*Exercise*
Retype, without any change, the line that contains "guesses.push(found);" and every line that follows it to the end of the entries, and nothing else.

[[ Source data, beginning ]]

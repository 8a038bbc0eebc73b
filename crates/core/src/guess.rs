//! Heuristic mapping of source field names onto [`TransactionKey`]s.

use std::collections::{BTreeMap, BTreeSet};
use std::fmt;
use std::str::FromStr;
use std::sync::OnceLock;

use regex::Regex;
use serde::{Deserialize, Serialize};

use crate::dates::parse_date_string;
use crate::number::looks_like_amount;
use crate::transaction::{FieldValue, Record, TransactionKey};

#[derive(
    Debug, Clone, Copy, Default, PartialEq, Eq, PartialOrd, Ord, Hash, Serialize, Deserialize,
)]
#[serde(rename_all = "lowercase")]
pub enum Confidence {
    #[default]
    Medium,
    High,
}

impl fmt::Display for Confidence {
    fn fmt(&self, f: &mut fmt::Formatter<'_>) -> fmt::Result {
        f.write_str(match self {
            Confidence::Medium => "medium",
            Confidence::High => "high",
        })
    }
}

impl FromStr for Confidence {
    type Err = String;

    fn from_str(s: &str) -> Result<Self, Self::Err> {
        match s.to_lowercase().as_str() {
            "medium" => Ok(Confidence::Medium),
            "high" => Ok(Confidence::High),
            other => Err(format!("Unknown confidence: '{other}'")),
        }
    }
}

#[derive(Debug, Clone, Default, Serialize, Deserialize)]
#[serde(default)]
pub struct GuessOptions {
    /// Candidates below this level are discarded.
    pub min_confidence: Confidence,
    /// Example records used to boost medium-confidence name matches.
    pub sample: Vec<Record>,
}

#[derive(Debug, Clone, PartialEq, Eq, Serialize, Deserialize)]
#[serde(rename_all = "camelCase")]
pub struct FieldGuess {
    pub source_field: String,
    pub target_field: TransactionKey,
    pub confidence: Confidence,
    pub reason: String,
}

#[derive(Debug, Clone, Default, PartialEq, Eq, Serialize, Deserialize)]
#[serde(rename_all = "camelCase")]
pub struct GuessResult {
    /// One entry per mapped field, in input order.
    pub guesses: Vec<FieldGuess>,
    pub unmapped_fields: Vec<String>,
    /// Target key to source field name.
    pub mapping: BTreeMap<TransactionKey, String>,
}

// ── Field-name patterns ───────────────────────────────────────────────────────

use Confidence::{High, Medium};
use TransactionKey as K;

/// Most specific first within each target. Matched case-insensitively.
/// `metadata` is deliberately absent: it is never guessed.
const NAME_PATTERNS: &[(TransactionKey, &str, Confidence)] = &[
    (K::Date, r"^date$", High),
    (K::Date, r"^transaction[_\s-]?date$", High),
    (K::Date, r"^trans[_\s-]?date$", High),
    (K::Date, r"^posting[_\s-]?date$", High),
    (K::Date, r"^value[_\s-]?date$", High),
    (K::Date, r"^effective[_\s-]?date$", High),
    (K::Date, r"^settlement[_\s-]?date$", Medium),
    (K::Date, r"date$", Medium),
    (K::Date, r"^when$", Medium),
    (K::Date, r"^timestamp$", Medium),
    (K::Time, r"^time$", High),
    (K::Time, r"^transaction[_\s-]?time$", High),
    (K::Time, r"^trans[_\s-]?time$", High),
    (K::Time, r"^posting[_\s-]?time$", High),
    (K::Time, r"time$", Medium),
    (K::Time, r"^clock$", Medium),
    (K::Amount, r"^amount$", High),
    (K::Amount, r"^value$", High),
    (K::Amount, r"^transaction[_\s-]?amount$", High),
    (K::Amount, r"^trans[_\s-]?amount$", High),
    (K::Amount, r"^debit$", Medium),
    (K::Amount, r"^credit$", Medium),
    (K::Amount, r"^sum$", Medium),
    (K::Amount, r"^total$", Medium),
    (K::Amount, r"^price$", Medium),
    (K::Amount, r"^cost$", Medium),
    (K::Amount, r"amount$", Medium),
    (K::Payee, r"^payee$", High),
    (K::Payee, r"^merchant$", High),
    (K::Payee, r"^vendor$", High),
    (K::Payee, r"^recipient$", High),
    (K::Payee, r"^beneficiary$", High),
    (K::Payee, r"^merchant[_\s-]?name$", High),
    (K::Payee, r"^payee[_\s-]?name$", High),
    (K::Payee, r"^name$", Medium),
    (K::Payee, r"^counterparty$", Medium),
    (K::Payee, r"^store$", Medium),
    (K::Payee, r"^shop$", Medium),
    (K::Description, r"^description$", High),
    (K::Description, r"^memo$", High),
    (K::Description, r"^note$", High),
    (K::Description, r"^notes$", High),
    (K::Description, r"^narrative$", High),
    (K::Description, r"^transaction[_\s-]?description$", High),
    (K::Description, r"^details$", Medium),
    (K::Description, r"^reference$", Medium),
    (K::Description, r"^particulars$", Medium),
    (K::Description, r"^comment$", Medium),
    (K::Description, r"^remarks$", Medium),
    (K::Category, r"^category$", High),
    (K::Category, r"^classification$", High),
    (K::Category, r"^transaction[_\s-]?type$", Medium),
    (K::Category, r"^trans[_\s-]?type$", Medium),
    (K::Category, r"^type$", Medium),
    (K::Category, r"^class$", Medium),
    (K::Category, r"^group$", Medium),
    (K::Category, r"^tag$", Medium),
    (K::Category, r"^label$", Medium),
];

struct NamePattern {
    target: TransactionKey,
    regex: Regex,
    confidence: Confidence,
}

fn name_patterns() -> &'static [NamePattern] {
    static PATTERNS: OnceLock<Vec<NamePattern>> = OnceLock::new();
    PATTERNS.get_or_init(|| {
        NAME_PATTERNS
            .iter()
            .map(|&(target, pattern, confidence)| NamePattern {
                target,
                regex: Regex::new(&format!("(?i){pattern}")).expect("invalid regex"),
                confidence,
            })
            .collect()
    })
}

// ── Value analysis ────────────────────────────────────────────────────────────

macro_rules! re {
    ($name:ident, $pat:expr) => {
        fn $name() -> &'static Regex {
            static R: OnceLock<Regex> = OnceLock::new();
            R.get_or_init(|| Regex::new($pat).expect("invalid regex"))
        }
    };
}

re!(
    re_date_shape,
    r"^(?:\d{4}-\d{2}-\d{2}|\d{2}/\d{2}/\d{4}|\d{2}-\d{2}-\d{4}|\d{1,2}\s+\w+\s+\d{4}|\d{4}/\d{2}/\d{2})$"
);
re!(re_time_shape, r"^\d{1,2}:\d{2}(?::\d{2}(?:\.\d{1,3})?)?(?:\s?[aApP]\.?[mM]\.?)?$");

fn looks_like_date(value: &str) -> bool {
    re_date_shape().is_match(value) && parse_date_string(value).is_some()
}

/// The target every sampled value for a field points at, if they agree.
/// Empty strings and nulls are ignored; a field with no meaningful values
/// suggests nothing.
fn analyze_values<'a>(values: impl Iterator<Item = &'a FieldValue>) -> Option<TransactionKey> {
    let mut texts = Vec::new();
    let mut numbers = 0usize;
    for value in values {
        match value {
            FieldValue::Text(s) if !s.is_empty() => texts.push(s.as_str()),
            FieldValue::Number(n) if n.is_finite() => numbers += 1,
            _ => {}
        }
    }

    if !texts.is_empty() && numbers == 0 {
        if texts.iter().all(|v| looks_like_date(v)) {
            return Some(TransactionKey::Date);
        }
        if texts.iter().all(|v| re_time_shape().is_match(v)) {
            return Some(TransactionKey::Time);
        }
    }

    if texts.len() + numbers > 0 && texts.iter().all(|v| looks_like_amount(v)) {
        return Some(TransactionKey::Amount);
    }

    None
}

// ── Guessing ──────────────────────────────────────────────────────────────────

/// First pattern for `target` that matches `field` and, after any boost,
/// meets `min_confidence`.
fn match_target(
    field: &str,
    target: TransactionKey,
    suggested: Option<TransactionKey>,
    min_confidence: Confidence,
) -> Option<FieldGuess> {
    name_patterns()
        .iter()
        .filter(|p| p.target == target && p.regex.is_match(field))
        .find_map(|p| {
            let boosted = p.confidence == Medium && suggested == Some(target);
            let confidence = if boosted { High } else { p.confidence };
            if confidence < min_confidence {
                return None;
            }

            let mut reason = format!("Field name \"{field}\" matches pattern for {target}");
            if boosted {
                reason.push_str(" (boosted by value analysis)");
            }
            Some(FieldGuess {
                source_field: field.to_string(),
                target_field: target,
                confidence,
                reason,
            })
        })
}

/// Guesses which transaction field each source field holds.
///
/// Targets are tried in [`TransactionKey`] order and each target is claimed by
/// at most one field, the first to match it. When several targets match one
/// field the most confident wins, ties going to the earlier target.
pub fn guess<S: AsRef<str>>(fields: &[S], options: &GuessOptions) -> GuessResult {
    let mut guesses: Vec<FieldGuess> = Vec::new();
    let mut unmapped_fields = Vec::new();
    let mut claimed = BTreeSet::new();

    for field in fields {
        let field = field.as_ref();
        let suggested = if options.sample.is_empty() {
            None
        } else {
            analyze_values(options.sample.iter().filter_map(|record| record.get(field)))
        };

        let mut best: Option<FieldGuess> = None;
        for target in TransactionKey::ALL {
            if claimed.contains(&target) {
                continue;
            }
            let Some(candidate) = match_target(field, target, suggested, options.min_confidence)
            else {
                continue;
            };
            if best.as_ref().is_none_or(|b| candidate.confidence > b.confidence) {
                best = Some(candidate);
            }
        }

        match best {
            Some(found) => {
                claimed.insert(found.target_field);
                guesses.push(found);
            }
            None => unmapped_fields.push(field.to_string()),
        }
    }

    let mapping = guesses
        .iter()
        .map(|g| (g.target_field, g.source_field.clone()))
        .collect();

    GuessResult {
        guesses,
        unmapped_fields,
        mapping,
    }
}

[[ Source data, end ]]

*Exercise answer*
                guesses.push(found);
            }
            None => unmapped_fields.push(field.to_string()),
        }
    }

    let mapping = guesses
        .iter()
        .map(|g| (g.target_field, g.source_field.clone()))
        .collect();

    GuessResult {
        guesses,
        unmapped_fields,
        mapping,
    }
}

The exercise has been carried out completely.